Cast: Robert Newton as Dr Clive Riordan, Sally Gray as Storm Riordan, Phil Brown as Bill Kronin, Naunton Wayne as Superintendent Finsbury, James Harcourt as the butler Aitkin, Olga Lindo as Mrs Humphries, Ronald Adam as clubman, Michael Balfour as American sailor, Allan Jeayes as clubman, Russell Waters as Flying Squad detective, Sam Kydd as club steward, Betty Cooper as receptionist Miss Stevens, Roddy Hughes as clubman, Lyonel Watts as clubman, Stanley Baker as Policeman, Guy Kingsley Poynter as American sailor, and Ernest Clark.

Obsession is the original UK title and The Hidden Room is the US title.

The original play premiered in London’s West End in May 1949, starring Griffith Jones, but it ran only three weeks. Coppel wrote the story as a play while living in Sydney, Australia, in World War Two, but adapted it as a novel while travelling to London.

Release date: 3 August 1949.

Running time: 96 minutes.

Canadian-born American Edward Dmytryk had recently left Hollywood after appearing before House Un-American Activities Committee. In 1947, he was named as one of the Hollywood Ten, blacklisted film industry professionals who refused to testify to the HUAC. He travelled to England in mid-1948 and was granted a work permit by the UK Ministry of Labour the under the foreign directors’ quota agreement between producers and trade unions. In 1951, Dmytryk testified to the HUAC and named individuals whose careers were destroyed for many years, in order to rehabilitate his own career.

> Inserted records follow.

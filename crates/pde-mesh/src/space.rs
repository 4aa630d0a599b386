use crate::shape::ShapeFunction;
use pde_table::Table;
use std::sync::Arc;

/// Connectivity from one [`crate::Entities`]'s elements to DoF indices in one
/// [`crate::Dictionary`], plus the shape function used for reconstruction.
pub struct Space {
    pub shape: Arc<dyn ShapeFunction>,
    /// Element -> DoF index, row_size == shape.nb_nodes().
    pub connectivity: Table<u64>,
}

impl Space {
    pub fn new(shape: Arc<dyn ShapeFunction>) -> Self {
        let connectivity = Table::with_row_size(shape.nb_nodes());
        Self { shape, connectivity }
    }

    pub fn dof_indices(&self, local_elem: usize) -> &[u64] {
        self.connectivity.get_row(local_elem).expect("local element index in range")
    }
}
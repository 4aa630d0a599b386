use crate::error::MeshError;
use crate::shape::ShapeFunction;
use pde_table::{List, Table};
use std::sync::Arc;

/// A homogeneous group of mesh elements sharing a shape.
///
/// Invariant: `size() == glb_idx.size() == rank.size()`.
pub struct Entities {
    pub name: String,
    pub shape: Arc<dyn ShapeFunction>,
    pub is_volume: bool,
    pub glb_idx: List<u64>,
    pub rank: List<u64>,
    /// Element -> node index, row_size == shape.nb_nodes().
    pub node_connectivity: Table<u64>,
    pub cell2face: Option<Table<i64>>,
    pub face2cell: Option<Table<i64>>,
    pub cell2cell: Option<Table<i64>>,
}

impl Entities {
    pub fn new(name: impl Into<String>, shape: Arc<dyn ShapeFunction>, is_volume: bool) -> Self {
        let node_connectivity = Table::with_row_size(shape.nb_nodes());
        Self {
            name: name.into(),
            shape,
            is_volume,
            glb_idx: List::new(),
            rank: List::new(),
            node_connectivity,
            cell2face: None,
            face2cell: None,
            cell2cell: None,
        }
    }

    pub fn size(&self) -> usize {
        self.glb_idx.size()
    }

    pub fn validate(&self) -> Result<(), MeshError> {
        let n = self.glb_idx.size();
        if self.rank.size() != n || self.node_connectivity.size() != n {
            return Err(MeshError::SizeMismatch {
                name: self.name.clone(),
                glb_idx: n,
                rank: self.rank.size(),
                connectivity: self.node_connectivity.size(),
            });
        }
        Ok(())
    }

    pub fn resize(&mut self, n: usize) {
        self.glb_idx.resize(n);
        self.rank.resize(n);
        self.node_connectivity.resize(n);
    }

    pub fn is_ghost(&self, local_idx: usize, my_rank: u64) -> bool {
        *self.rank.get(local_idx).expect("local index in range") != my_rank
    }

    /// Gathers the element's node coordinates from `node_coords` (the mesh
    /// geometry dictionary's coordinate table), padding to 3-D.
    pub fn element_coords(&self, local_idx: usize, node_coords: &Table<f64>) -> Vec<[f64; 3]> {
        let row = self.node_connectivity.get_row(local_idx).expect("local index in range");
        row.iter()
            .map(|&node| {
                let coord = node_coords.get_row(node as usize).expect("node index in range");
                let mut p = [0.0; 3];
                for (d, v) in coord.iter().enumerate().take(3) {
                    p[d] = *v;
                }
                p
            })
            .collect()
    }

    pub fn centroid(&self, local_idx: usize, node_coords: &Table<f64>) -> [f64; 3] {
        self.shape.centroid(&self.element_coords(local_idx, node_coords))
    }
}
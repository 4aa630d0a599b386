/// Axis-aligned hull of a set of points, in up to 3 dimensions (unused
/// trailing dimensions are pinned at 0).
#[derive(Debug, Clone, Copy, PartialEq)]
pub struct BoundingBox {
    pub min: [f64; 3],
    pub max: [f64; 3],
}

impl BoundingBox {
    pub fn empty() -> Self {
        Self { min: [f64::INFINITY; 3], max: [f64::NEG_INFINITY; 3] }
    }

    pub fn from_points<'a>(points: impl Iterator<Item = &'a [f64; 3]>) -> Self {
        let mut bbox = Self::empty();
        for p in points {
            bbox.extend(p);
        }
        bbox
    }

    pub fn extend(&mut self, p: &[f64; 3]) {
        for d in 0..3 {
            self.min[d] = self.min[d].min(p[d]);
            self.max[d] = self.max[d].max(p[d]);
        }
    }

    pub fn extents(&self) -> [f64; 3] {
        let mut e = [0.0; 3];
        for d in 0..3 {
            e[d] = self.max[d] - self.min[d];
        }
        e
    }

    pub fn volume(&self, dim: usize) -> f64 {
        self.extents()[..dim].iter().product()
    }
}

#[cfg(test)]
mod tests {
    use super::*;

    #[test]
    fn bounding_box_grows_to_contain_every_point() {
        let points = [[0.0, 0.0, 0.0], [10.0, -2.0, 0.0], [3.0, 4.0, 0.0]];
        let bbox = BoundingBox::from_points(points.iter());
        assert_eq!(bbox.min, [0.0, -2.0, 0.0]);
        assert_eq!(bbox.max, [10.0, 4.0, 0.0]);
    }
}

The delay in releasing the film was agonising for the director and his actress wife Jean Porter. Dmytryk recalled that the film ‘was eventually released to good reviews and decent box-office returns. But it was seven months before the film was in the bag, and in those seven months, Jean and I learned how to triumph over adversity — at least temporarily — kept afloat by a weird mixture of grief and happiness, of love and anxiety, but never hope. Still, it was a period of small victories that permits us to remember it with a certain nostalgia, and when compared to the year and a half that followed, it was a picnic.’

Why didn’t they stay safe in the UK? Now, as it is, Dmytryk is remembered as a good director but a bad man, though a victim of the evil HUAC, certainly, but someone who made the wrong choices.

Born in Cambridge, Massachusetts, Phil Brown helped to found the Actors’ Laboratory in Hollywood, but later its members fell under the scrutiny of the HUAC. Brown was blacklisted in 1952, and in 1953 felt compelled to relocate with his family to the UK until 1993.

Filming took place at Pinewood Studios, Iver Heath, Buckinghamshire, England, and on location near the Grosvenor House Hotel, and Grosvenor Square, Mayfair, London; and Coppel’s home, which became a temporary dressing room.